Was the pharmacy partnership in Japan a trial balloon for bigger markets such as the US and abroad? What about its investment in an Indian insurtech and its work with AARP? Both of these companies sell insurance products (like in the image above, AARP licenses its brand through a longstanding relationship with UnitedHealth Group), but to radically different consumers. Amazon has been making moves in the healthcare space for over 17 months with direction that was unclear. Until now.

On June 28th, Amazon announced it was acquiring the online pharmacy company, PillPack. As Walgreens Boots Alliance CEO Stefano Pessina aptly noted, “Yes, it’s a declaration of intent from Amazon.” To date, the company has been coy about its ultimate healthcare ambitions. Through the acquisition of PillPack, Amazon takes an irrevocable step that threatens to eliminate one of the few distinguishing features pharmacy chains have used to fend off the e-commerce titan, the sale of prescription drugs.

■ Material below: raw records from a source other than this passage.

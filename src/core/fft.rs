//! Pre-planned FFTs and spectrum helpers shared across the crate.

use std::sync::Arc;

use rustfft::num_complex::Complex;
use rustfft::{Fft, FftPlanner};

/// Zero-valued complex number, used for FFT buffer initialization.
pub const COMPLEX_ZERO: Complex<f32> = Complex::new(0.0, 0.0);

/// Forward and inverse FFT plans of one size, plus the scratch they need.
///
/// Planning happens once in [`FftPair::new`]. [`forward`](FftPair::forward)
/// and [`inverse`](FftPair::inverse) run in place with preallocated scratch
/// and never touch the heap.
pub struct FftPair {
    size: usize,
    forward: Arc<dyn Fft<f32>>,
    inverse: Arc<dyn Fft<f32>>,
    forward_scratch_len: usize,
    inverse_scratch_len: usize,
    scratch: Vec<Complex<f32>>,
}

impl FftPair {
    /// Plans forward and inverse transforms of `size` points.
    pub fn new(size: usize) -> Self {
        let mut planner = FftPlanner::new();
        let forward = planner.plan_fft_forward(size);
        let inverse = planner.plan_fft_inverse(size);
        let forward_scratch_len = forward.get_inplace_scratch_len();
        let inverse_scratch_len = inverse.get_inplace_scratch_len();
        Self {
            size,
            forward,
            inverse,
            forward_scratch_len,
            inverse_scratch_len,
            scratch: vec![COMPLEX_ZERO; forward_scratch_len.max(inverse_scratch_len)],
        }
    }

    /// Transform size.
    #[inline]
    pub fn size(&self) -> usize {
        self.size
    }

    /// Unnormalized forward transform in place.
    #[inline]
    pub fn forward(&mut self, buffer: &mut [Complex<f32>]) {
        debug_assert_eq!(buffer.len(), self.size);
        self.forward
            .process_with_scratch(buffer, &mut self.scratch[..self.forward_scratch_len]);
    }

    /// Unnormalized inverse transform in place. Divide by `size` to undo
    /// a forward transform.
    #[inline]
    pub fn inverse(&mut self, buffer: &mut [Complex<f32>]) {
        debug_assert_eq!(buffer.len(), self.size);
        self.inverse
            .process_with_scratch(buffer, &mut self.scratch[..self.inverse_scratch_len]);
    }
}

/// Rebuilds the negative-frequency half of a real signal's spectrum from
/// bins `0..=len/2`.
#[inline]
pub fn mirror_spectrum(spectrum: &mut [Complex<f32>]) {
    let len = spectrum.len();
    for bin in 1..len / 2 {
        spectrum[len - bin] = spectrum[bin].conj();
    }
}
//! Spectral transforms: phase vocoder pitch shifting, cepstral envelope
//! extraction, formant warping, and the ratio parameters that drive them.

pub mod envelope;
pub mod formant;
pub mod params;
pub mod phase_vocoder;

pub use formant::FormantShifter;
pub use params::{clamp_ratio, ParamHandle, RatioGlide, MAX_RATIO, MIN_RATIO};
pub use phase_vocoder::PitchShifter;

With companies like Sears and Toys ‘R Us to serve as cautionary tales, retail pharmacies and associated health insurers will soon find their high-profit cash business facing intense competition. Consumers and businesses alike should expect a mass marketplace shakeout over the course of the next few years. As companies like CVS and Walgreens plan their critical next steps, the goal cannot simply be to survive. While this is Amazon’s first big move in healthcare, it will almost surely not be its last.